• **Available data**:
Segment Open

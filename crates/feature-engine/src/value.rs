//! Value-for-Money Feature Assembly

use crate::error::FeatureError;
use crate::schema::{CategoryFamily, FeatureSchema};
use data_validator::RequestFields;
use serde::{Deserialize, Serialize};
use tracing::debug;

/// Default purchase year when the request omits it
pub const DEFAULT_PURCHASE_YEAR: i64 = 2020;
/// Default current year when the request omits it
pub const DEFAULT_CURRENT_YEAR: i64 = 2025;
/// Default vehicle type when the request omits it
pub const DEFAULT_VEHICLE_TYPE: &str = "Car";

/// Parsed value-analysis request
#[derive(Debug, Clone, PartialEq, Serialize, Deserialize)]
pub struct ValueInput {
    pub brand: String,
    pub model: String,
    pub vehicle_type: String,
    pub initial_battery_capacity_kwh: f64,
    pub current_battery_capacity_kwh: f64,
    pub battery_health_pct: f64,
    pub range_km: f64,
    pub top_speed_kmph: f64,
    pub odometer_km: f64,
    pub warranty_remaining_years: f64,
    pub annual_maintenance_cost: f64,
    pub purchase_year: i64,
    pub current_year: i64,
    /// Purchase price (lakh)
    pub purchase_price: f64,
    pub initial_mileage: f64,
    pub current_mileage: f64,
    pub initial_perf: f64,
    pub current_perf: f64,
    /// Asking resale value (lakh)
    pub resale_value: f64,
}

impl Default for ValueInput {
    fn default() -> Self {
        Self {
            brand: String::new(),
            model: String::new(),
            vehicle_type: DEFAULT_VEHICLE_TYPE.to_string(),
            initial_battery_capacity_kwh: 0.0,
            current_battery_capacity_kwh: 0.0,
            battery_health_pct: 0.0,
            range_km: 0.0,
            top_speed_kmph: 0.0,
            odometer_km: 0.0,
            warranty_remaining_years: 0.0,
            annual_maintenance_cost: 0.0,
            purchase_year: DEFAULT_PURCHASE_YEAR,
            current_year: DEFAULT_CURRENT_YEAR,
            purchase_price: 0.0,
            initial_mileage: 0.0,
            current_mileage: 0.0,
            initial_perf: 0.0,
            current_perf: 0.0,
            resale_value: 0.0,
        }
    }
}

impl ValueInput {
    /// Read every field, applying defaults for absent ones
    pub fn from_fields(fields: &RequestFields) -> Result<Self, FeatureError> {
        Ok(Self {
            brand: fields.text_or("brand", ""),
            model: fields.text_or("model", ""),
            vehicle_type: fields.text_or("vehicle_type", DEFAULT_VEHICLE_TYPE),
            initial_battery_capacity_kwh: fields.f64_or("initial_battery_capacity_kwh", 0.0)?,
            current_battery_capacity_kwh: fields.f64_or("current_battery_capacity_kwh", 0.0)?,
            battery_health_pct: fields.f64_or("battery_health_pct", 0.0)?,
            range_km: fields.f64_or("range_km", 0.0)?,
            top_speed_kmph: fields.f64_or("top_speed_kmph", 0.0)?,
            odometer_km: fields.f64_or("odometer_km", 0.0)?,
            warranty_remaining_years: fields.f64_or("warranty_remaining_years", 0.0)?,
            annual_maintenance_cost: fields.f64_or("annual_maintenance_cost", 0.0)?,
            purchase_year: fields.i64_or("Purchase_Year", DEFAULT_PURCHASE_YEAR)?,
            current_year: fields.i64_or("Current_Year", DEFAULT_CURRENT_YEAR)?,
            purchase_price: fields.f64_or("Purchase_Price_L", 0.0)?,
            initial_mileage: fields.f64_or("Initial_Mileage", 0.0)?,
            current_mileage: fields.f64_or("Current_Mileage", 0.0)?,
            initial_perf: fields.f64_or("Initial_Perf", 0.0)?,
            current_perf: fields.f64_or("Current_Perf", 0.0)?,
            resale_value: fields.f64_or("Resale_Value_L", 0.0)?,
        })
    }

    /// Years between purchase and now
    pub fn vehicle_age(&self) -> i64 {
        self.current_year - self.purchase_year
    }

    /// Compute the derived features
    pub fn derived(&self) -> DerivedFeatures {
        let battery_loss_pct = if self.initial_battery_capacity_kwh > 0.0 {
            (self.initial_battery_capacity_kwh - self.current_battery_capacity_kwh)
                / self.initial_battery_capacity_kwh
                * 100.0
        } else {
            0.0
        };

        let battery_efficiency = if self.current_battery_capacity_kwh > 0.0 {
            self.range_km / self.current_battery_capacity_kwh
        } else {
            0.0
        };

        DerivedFeatures {
            vehicle_age: self.vehicle_age(),
            battery_loss_pct,
            performance_drop: self.initial_perf - self.current_perf,
            battery_efficiency,
        }
    }

    /// Value of one of the request's own numeric fields
    pub fn raw_feature(&self, name: &str) -> Option<f64> {
        let value = match name {
            "initial_battery_capacity_kwh" => self.initial_battery_capacity_kwh,
            "current_battery_capacity_kwh" => self.current_battery_capacity_kwh,
            "battery_health_pct" => self.battery_health_pct,
            "range_km" => self.range_km,
            "top_speed_kmph" => self.top_speed_kmph,
            "odometer_km" => self.odometer_km,
            "warranty_remaining_years" => self.warranty_remaining_years,
            "annual_maintenance_cost" => self.annual_maintenance_cost,
            "Purchase_Year" => self.purchase_year as f64,
            "Current_Year" => self.current_year as f64,
            "Purchase_Price_L" => self.purchase_price,
            "Initial_Mileage" => self.initial_mileage,
            "Current_Mileage" => self.current_mileage,
            "Initial_Perf" => self.initial_perf,
            "Current_Perf" => self.current_perf,
            "Resale_Value_L" => self.resale_value,
            _ => return None,
        };
        Some(value)
    }

    /// Category value for a one-hot family
    pub fn category(&self, family: CategoryFamily) -> &str {
        match family {
            CategoryFamily::Brand => self.brand.as_str(),
            CategoryFamily::Model => self.model.as_str(),
            CategoryFamily::VehicleType => self.vehicle_type.as_str(),
        }
    }
}

/// Features computed from the raw inputs
#[derive(Debug, Clone, Copy, PartialEq, Serialize, Deserialize)]
pub struct DerivedFeatures {
    pub vehicle_age: i64,
    pub battery_loss_pct: f64,
    pub performance_drop: f64,
    pub battery_efficiency: f64,
}

impl DerivedFeatures {
    /// Derived value by column name
    pub fn get(&self, name: &str) -> Option<f64> {
        match name {
            "vehicle_age" => Some(self.vehicle_age as f64),
            "battery_loss_pct" => Some(self.battery_loss_pct),
            "performance_drop" => Some(self.performance_drop),
            "battery_efficiency" => Some(self.battery_efficiency),
            _ => None,
        }
    }
}

/// Single model input row, one value per schema column
#[derive(Debug, Clone, PartialEq, Serialize, Deserialize)]
pub struct ValueFeatureRow {
    pub values: Vec<f64>,
}

impl ValueFeatureRow {
    /// Values in schema order
    pub fn as_slice(&self) -> &[f64] {
        &self.values
    }

    /// Number of columns
    pub fn len(&self) -> usize {
        self.values.len()
    }

    /// Whether the row has no columns
    pub fn is_empty(&self) -> bool {
        self.values.is_empty()
    }
}

/// Builds value regressor input rows against a fixed schema
#[derive(Debug, Clone)]
pub struct ValueFeatureBuilder {
    schema: FeatureSchema,
}

impl ValueFeatureBuilder {
    /// Create a builder for a known schema
    pub fn new(schema: FeatureSchema) -> Self {
        Self { schema }
    }

    /// Create a builder from the feature names a model exposes.
    ///
    /// A model that does not expose its training columns cannot be fed.
    pub fn from_feature_names(names: Option<&[String]>) -> Result<Self, FeatureError> {
        let names = names.ok_or_else(|| {
            FeatureError::Configuration("model feature names not available".to_string())
        })?;
        Ok(Self::new(FeatureSchema::new(names.iter().cloned())))
    }

    /// Schema the builder targets
    pub fn schema(&self) -> &FeatureSchema {
        &self.schema
    }

    /// Build a row: zeros everywhere, numeric columns filled, one indicator
    /// per categorical field when the model was trained on that value.
    pub fn build(&self, input: &ValueInput) -> ValueFeatureRow {
        let mut values = vec![0.0; self.schema.len()];
        let derived = input.derived();

        for &(name, idx) in self.schema.numeric_columns() {
            if let Some(value) = input.raw_feature(name).or_else(|| derived.get(name)) {
                values[idx] = value;
            }
        }

        for family in CategoryFamily::ALL {
            let category = input.category(family);
            match self.schema.one_hot_index(family, category) {
                Some(idx) => values[idx] = 1.0,
                None => debug!(
                    family = ?family,
                    value = %category,
                    "Category not seen in training, leaving indicators unset"
                ),
            }
        }

        ValueFeatureRow { values }
    }

    /// Parse a request and build its row
    pub fn preprocess(&self, fields: &RequestFields) -> Result<ValueFeatureRow, FeatureError> {
        let input = ValueInput::from_fields(fields)?;
        Ok(self.build(&input))
    }
}

#[cfg(test)]
mod tests {
    use super::*;
    use crate::schema::VALUE_NUMERIC_FEATURES;
    use proptest::prelude::*;
    use serde_json::json;

    fn tesla_request() -> RequestFields {
        RequestFields::from_value(json!({
            "brand": "Tesla",
            "model": "Model 3",
            "vehicle_type": "Car",
            "initial_battery_capacity_kwh": 75.0,
            "current_battery_capacity_kwh": 70.0,
            "battery_health_pct": 93.3,
            "range_km": 450.0,
            "top_speed_kmph": 225.0,
            "odometer_km": 30000.0,
            "warranty_remaining_years": 4.5,
            "annual_maintenance_cost": 5000.0,
            "Purchase_Year": 2022,
            "Current_Year": 2025,
            "Purchase_Price_L": 45.0,
            "Initial_Mileage": 150.0,
            "Current_Mileage": 140.0,
            "Initial_Perf": 9.0,
            "Current_Perf": 8.5,
            "Resale_Value_L": 30.0
        }))
        .unwrap()
    }

    fn full_schema(extra: &[&str]) -> FeatureSchema {
        FeatureSchema::new(
            VALUE_NUMERIC_FEATURES
                .iter()
                .chain(extra.iter())
                .map(|s| s.to_string()),
        )
    }

    #[test]
    fn test_derived_features() {
        let input = ValueInput::from_fields(&tesla_request()).unwrap();
        let derived = input.derived();

        assert_eq!(derived.vehicle_age, 3);
        assert!((derived.battery_loss_pct - 6.666_666).abs() < 1e-3);
        assert!((derived.performance_drop - 0.5).abs() < 1e-9);
        assert!((derived.battery_efficiency - 450.0 / 70.0).abs() < 1e-9);
    }

    #[test]
    fn test_derived_features_zero_capacity() {
        let input = ValueInput {
            range_km: 300.0,
            ..Default::default()
        };
        let derived = input.derived();
        assert_eq!(derived.battery_loss_pct, 0.0);
        assert_eq!(derived.battery_efficiency, 0.0);
        assert_eq!(derived.vehicle_age, 5);
    }

    #[test]
    fn test_defaults_for_absent_fields() {
        let fields = RequestFields::from_value(json!({})).unwrap();
        let input = ValueInput::from_fields(&fields).unwrap();
        assert_eq!(input, ValueInput::default());
    }

    #[test]
    fn test_null_field_is_preprocessing_error() {
        let fields = RequestFields::from_value(json!({"range_km": null})).unwrap();
        let err = ValueInput::from_fields(&fields).unwrap_err();
        assert!(matches!(err, FeatureError::Preprocessing(_)));
        assert!(err.to_string().starts_with("Preprocessing error:"));
    }

    #[test]
    fn test_row_sets_one_indicator_per_family() {
        let schema = full_schema(&[
            "brand_Tesla",
            "brand_Tata",
            "model_Model 3",
            "model_Nexon EV",
            "vehicle_type_Car",
            "vehicle_type_Scooter",
        ]);
        let builder = ValueFeatureBuilder::new(schema.clone());
        let row = builder.preprocess(&tesla_request()).unwrap();

        assert_eq!(row.len(), schema.len());
        let at = |name: &str| row.values[schema.column_index(name).unwrap()];
        assert_eq!(at("brand_Tesla"), 1.0);
        assert_eq!(at("brand_Tata"), 0.0);
        assert_eq!(at("model_Model 3"), 1.0);
        assert_eq!(at("model_Nexon EV"), 0.0);
        assert_eq!(at("vehicle_type_Car"), 1.0);
        assert_eq!(at("vehicle_type_Scooter"), 0.0);
        assert_eq!(at("Purchase_Year"), 2022.0);
        assert_eq!(at("vehicle_age"), 3.0);
        assert_eq!(at("battery_health_pct"), 93.3);
    }

    #[test]
    fn test_unknown_categories_silently_dropped() {
        let schema = full_schema(&["brand_Tata", "model_Nexon EV", "vehicle_type_Scooter"]);
        let builder = ValueFeatureBuilder::new(schema.clone());
        let row = builder.preprocess(&tesla_request()).unwrap();

        let one_hot_total: f64 = row.values[VALUE_NUMERIC_FEATURES.len()..].iter().sum();
        assert_eq!(one_hot_total, 0.0);
    }

    #[test]
    fn test_columns_follow_model_order() {
        let schema = FeatureSchema::new(["vehicle_type_Car", "range_km", "brand_Tesla"]);
        let row = ValueFeatureBuilder::new(schema).preprocess(&tesla_request()).unwrap();
        assert_eq!(row.values, vec![1.0, 450.0, 1.0]);
    }

    #[test]
    fn test_missing_feature_names_is_configuration_error() {
        let err = ValueFeatureBuilder::from_feature_names(None).unwrap_err();
        assert!(matches!(err, FeatureError::Configuration(_)));

        let names = vec!["range_km".to_string()];
        let builder = ValueFeatureBuilder::from_feature_names(Some(&names)).unwrap();
        assert_eq!(builder.schema().len(), 1);
    }

    proptest! {
        #[test]
        fn prop_row_width_matches_schema(
            brand in "[A-Za-z]{1,8}",
            extra in proptest::collection::vec("x_[a-z]{1,10}", 0..8),
        ) {
            let mut names: Vec<String> = VALUE_NUMERIC_FEATURES.iter().map(|s| s.to_string()).collect();
            names.extend(extra);
            names.push(format!("brand_{brand}"));
            let schema = FeatureSchema::new(names.clone());
            let input = ValueInput { brand: brand.clone(), ..Default::default() };
            let row = ValueFeatureBuilder::new(schema).build(&input);

            prop_assert_eq!(row.len(), names.len());
            prop_assert!(row.values.iter().all(|v| v.is_finite()));
            prop_assert_eq!(row.values[names.len() - 1], 1.0);
        }
    }
}
//! Service Configuration
//!
//! Layered from an optional TOML file and `EV_INSIGHT__*` environment
//! variables. Every section has defaults, so an empty configuration is
//! valid.

use config::{Config, ConfigError, Environment, File};
use insights::SelectionPolicy;
use serde::Deserialize;
use std::net::SocketAddr;
use std::path::{Path, PathBuf};

/// Config file used when `EV_INSIGHT_CONFIG` is not set
pub const DEFAULT_CONFIG_PATH: &str = "config/service.toml";

/// Environment variable overriding the config file path
pub const CONFIG_PATH_ENV: &str = "EV_INSIGHT_CONFIG";

/// Top-level configuration
#[derive(Debug, Clone, Default, Deserialize)]
pub struct ServiceConfig {
    #[serde(default)]
    pub server: ServerConfig,
    #[serde(default)]
    pub models: ModelsConfig,
    /// Reason selection for value insights
    #[serde(default)]
    pub insights: SelectionPolicy,
    #[serde(default)]
    pub logging: LoggingConfig,
    #[serde(default)]
    pub metrics: MetricsConfig,
}

/// HTTP listener
#[derive(Debug, Clone, Deserialize)]
pub struct ServerConfig {
    #[serde(default = "default_host")]
    pub host: String,
    #[serde(default = "default_port")]
    pub port: u16,
}

fn default_host() -> String {
    "0.0.0.0".to_string()
}

fn default_port() -> u16 {
    5000
}

impl Default for ServerConfig {
    fn default() -> Self {
        Self {
            host: default_host(),
            port: default_port(),
        }
    }
}

impl ServerConfig {
    /// `host:port` for binding
    pub fn address(&self) -> String {
        format!("{}:{}", self.host, self.port)
    }
}

/// Model artifact locations
#[derive(Debug, Clone, Deserialize)]
#[serde(default)]
pub struct ModelsConfig {
    /// Battery health classifier (ONNX)
    pub health_model_path: PathBuf,
    /// Training dataset the health labels are recovered from
    pub health_dataset_path: PathBuf,
    /// Value-for-money regressor (ONNX)
    pub value_model_path: PathBuf,
    /// JSON array of the regressor's training column names
    pub value_features_path: PathBuf,
    /// Fitted sales forecaster (JSON)
    pub sales_model_path: PathBuf,
}

impl Default for ModelsConfig {
    fn default() -> Self {
        Self {
            health_model_path: PathBuf::from("models/battery_health.onnx"),
            health_dataset_path: PathBuf::from("data/dataset.csv"),
            value_model_path: PathBuf::from("models/value_for_money.onnx"),
            value_features_path: PathBuf::from("models/value_for_money.features.json"),
            sales_model_path: PathBuf::from("models/sales_forecast.json"),
        }
    }
}

/// Log output format
#[derive(Debug, Clone, Copy, PartialEq, Eq, Default, Deserialize)]
#[serde(rename_all = "lowercase")]
pub enum LogFormat {
    Json,
    #[default]
    Pretty,
}

/// Logging configuration
#[derive(Debug, Clone, Deserialize)]
pub struct LoggingConfig {
    /// Log level or filter directive, used when `RUST_LOG` is unset
    #[serde(default = "default_level")]
    pub level: String,
    #[serde(default)]
    pub format: LogFormat,
}

fn default_level() -> String {
    "info".to_string()
}

impl Default for LoggingConfig {
    fn default() -> Self {
        Self {
            level: default_level(),
            format: LogFormat::default(),
        }
    }
}

/// Prometheus exporter
#[derive(Debug, Clone, Default, Deserialize)]
pub struct MetricsConfig {
    /// Scrape listener address; no exporter when unset
    #[serde(default)]
    pub listen_addr: Option<SocketAddr>,
}

impl ServiceConfig {
    /// Load from `EV_INSIGHT_CONFIG` or the default path, then the
    /// environment
    pub fn load() -> Result<Self, ConfigError> {
        let path = std::env::var(CONFIG_PATH_ENV).unwrap_or_else(|_| DEFAULT_CONFIG_PATH.to_string());
        Self::load_from_path(path)
    }

    /// Load from a specific file (may be absent), then the environment
    pub fn load_from_path<P: AsRef<Path>>(path: P) -> Result<Self, ConfigError> {
        Config::builder()
            .add_source(File::from(path.as_ref()).required(false))
            .add_source(
                Environment::with_prefix("EV_INSIGHT")
                    .separator("__")
                    .try_parsing(true),
            )
            .build()?
            .try_deserialize()
    }
}

#[cfg(test)]
mod tests {
    use super::*;
    use insights::SelectionStrategy;
    use std::io::Write;

    #[test]
    fn test_defaults() {
        let config = ServiceConfig::default();
        assert_eq!(config.server.address(), "0.0.0.0:5000");
        assert_eq!(config.logging.level, "info");
        assert_eq!(config.insights.strategy, SelectionStrategy::Random);
        assert!(config.metrics.listen_addr.is_none());
    }

    #[test]
    fn test_missing_file_is_default() {
        let config = ServiceConfig::load_from_path("/nonexistent/service.toml").unwrap();
        assert_eq!(config.server.port, 5000);
        assert_eq!(
            config.models.sales_model_path,
            PathBuf::from("models/sales_forecast.json")
        );
    }

    #[test]
    fn test_load_from_file() {
        let path = std::env::temp_dir().join(format!("service-{}.toml", std::process::id()));
        let mut file = std::fs::File::create(&path).unwrap();
        file.write_all(
            br#"
[server]
port = 8080

[models]
value_model_path = "/srv/models/value.onnx"

[insights]
strategy = "first_n"

[logging]
format = "json"

[metrics]
listen_addr = "127.0.0.1:9000"
"#,
        )
        .unwrap();

        let config = ServiceConfig::load_from_path(&path).unwrap();
        assert_eq!(config.server.address(), "0.0.0.0:8080");
        assert_eq!(config.models.value_model_path, PathBuf::from("/srv/models/value.onnx"));
        assert_eq!(config.models.health_model_path, PathBuf::from("models/battery_health.onnx"));
        assert_eq!(config.insights.strategy, SelectionStrategy::FirstN);
        assert_eq!(config.logging.format, LogFormat::Json);
        assert_eq!(config.metrics.listen_addr, Some("127.0.0.1:9000".parse().unwrap()));
        std::fs::remove_file(path).ok();
    }
}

Segment Closed

• **To do**:
Begin at the first line of the records above and quote every line verbatim through the one that contains "resale value (lakh)".

• **Worked solution**:
filename crates/feature-engine/src/value.rs
//! Value-for-Money Feature Assembly

use crate::error::FeatureError;
use crate::schema::{CategoryFamily, FeatureSchema};
use data_validator::RequestFields;
use serde::{Deserialize, Serialize};
use tracing::debug;

/// Default purchase year when the request omits it
pub const DEFAULT_PURCHASE_YEAR: i64 = 2020;
/// Default current year when the request omits it
pub const DEFAULT_CURRENT_YEAR: i64 = 2025;
/// Default vehicle type when the request omits it
pub const DEFAULT_VEHICLE_TYPE: &str = "Car";

/// Parsed value-analysis request
#[derive(Debug, Clone, PartialEq, Serialize, Deserialize)]
pub struct ValueInput {
    pub brand: String,
    pub model: String,
    pub vehicle_type: String,
    pub initial_battery_capacity_kwh: f64,
    pub current_battery_capacity_kwh: f64,
    pub battery_health_pct: f64,
    pub range_km: f64,
    pub top_speed_kmph: f64,
    pub odometer_km: f64,
    pub warranty_remaining_years: f64,
    pub annual_maintenance_cost: f64,
    pub purchase_year: i64,
    pub current_year: i64,
    /// Purchase price (lakh)
    pub purchase_price: f64,
    pub initial_mileage: f64,
    pub current_mileage: f64,
    pub initial_perf: f64,
    pub current_perf: f64,
    /// Asking resale value (lakh)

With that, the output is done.